» **Dataset excerpts**
use crate::{
    clone_state::CloneState,
    command::{LearnCommand, RelearnCommand, RollbackCommand},
    CloneIndex, ProgramId, Query, Result,
};
use thiserror::Error;

#[derive(Debug, Clone, Copy, Eq, PartialEq, Error)]
pub enum CloneError {
    #[error("Clone index {index} is out of range, there are {count} clones")]
    InvalidIndex { index: CloneIndex, count: usize },
}

/// What to do with a query whose clone index does not name an existing clone.
#[derive(Debug, Clone, Copy, Eq, PartialEq, Default)]
pub enum IndexPolicy {
    /// Skip the query; `check` produces no output.
    #[default]
    Ignore,
    /// Fail with [`CloneError::InvalidIndex`].
    Reject,
}

/// A population of clones, addressed by 1-based indices.
///
/// Starts with a single clone that knows nothing. Clones are only ever
/// appended.
#[derive(Debug)]
pub struct VersionSystem {
    clones: Vec<CloneState>,
    policy: IndexPolicy,
}

impl Default for VersionSystem {
    fn default() -> Self {
        Self::new()
    }
}

impl VersionSystem {
    pub fn new() -> Self {
        Self::with_policy(IndexPolicy::default())
    }

    pub fn with_policy(policy: IndexPolicy) -> Self {
        Self {
            clones: vec![CloneState::new()],
            policy,
        }
    }

    pub fn policy(&self) -> IndexPolicy {
        self.policy
    }

    pub fn clone_count(&self) -> usize {
        self.clones.len()
    }

    pub fn get(&self, index: CloneIndex) -> Option<&CloneState> {
        index.checked_sub(1).and_then(|i| self.clones.get(i))
    }

    pub fn learn(&mut self, index: CloneIndex, program: ProgramId) -> Result<()> {
        if let Some(clone) = self.resolve(index)? {
            log::debug!("clone {}: learn {}", index, program);
            LearnCommand::new(program).execute(clone, true);
        }
        Ok(())
    }

    pub fn rollback(&mut self, index: CloneIndex) -> Result<()> {
        if let Some(clone) = self.resolve(index)? {
            log::debug!("clone {}: rollback", index);
            RollbackCommand::new().execute(clone)?;
        }
        Ok(())
    }

    pub fn relearn(&mut self, index: CloneIndex) -> Result<()> {
        if let Some(clone) = self.resolve(index)? {
            log::debug!("clone {}: relearn", index);
            RelearnCommand.execute(clone)?;
        }
        Ok(())
    }

    /// Appends a copy of the clone at `index`. The copy gets the next index.
    pub fn clone_from_index(&mut self, index: CloneIndex) -> Result<()> {
        if let Some(position) = self.position(index)? {
            let copied = self.clones[position].copy();
            self.clones.push(copied);
            log::debug!("clone {}: copied into clone {}", index, self.clones.len());
        }
        Ok(())
    }

    /// The active program of the clone at `index`, or `None` if the index
    /// was ignored.
    pub fn check(&self, index: CloneIndex) -> Result<Option<String>> {
        let checked = self
            .position(index)?
            .map(|position| self.clones[position].last_program());
        Ok(checked)
    }

    /// Parses and runs a single textual query such as `learn 1 5`.
    pub fn execute(&mut self, query: &str) -> Result<Option<String>> {
        let query = clones_query::parse_query(query)?;
        self.run_query(query)
    }

    pub fn run_query(&mut self, query: Query) -> Result<Option<String>> {
        log::trace!("Running query `{}`", query);
        match query {
            Query::Learn { clone, program } => self.learn(clone, ProgramId(program))?,
            Query::Rollback { clone } => self.rollback(clone)?,
            Query::Relearn { clone } => self.relearn(clone)?,
            Query::Clone { clone } => self.clone_from_index(clone)?,
            Query::Check { clone } => return self.check(clone),
        }
        Ok(None)
    }

    fn resolve(&mut self, index: CloneIndex) -> Result<Option<&mut CloneState>, CloneError> {
        Ok(match self.position(index)? {
            Some(position) => Some(&mut self.clones[position]),
            None => None,
        })
    }

    fn position(&self, index: CloneIndex) -> Result<Option<usize>, CloneError> {
        let count = self.clones.len();
        if (1..=count).contains(&index) {
            return Ok(Some(index - 1));
        }
        match self.policy {
            IndexPolicy::Ignore => {
                log::info!("Ignoring clone index {}, there are {} clones", index, count);
                Ok(None)
            }
            IndexPolicy::Reject => Err(CloneError::InvalidIndex { index, count }),
        }
    }
}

» **Exercise prompt**
Set down the lines of the records exactly, from the first one through the line containing "an existing clone.", and add nothing else.

» **Exercise answer**
use crate::{
    clone_state::CloneState,
    command::{LearnCommand, RelearnCommand, RollbackCommand},
    CloneIndex, ProgramId, Query, Result,
};
use thiserror::Error;

#[derive(Debug, Clone, Copy, Eq, PartialEq, Error)]
pub enum CloneError {
    #[error("Clone index {index} is out of range, there are {count} clones")]
    InvalidIndex { index: CloneIndex, count: usize },
}

/// What to do with a query whose clone index does not name an existing clone.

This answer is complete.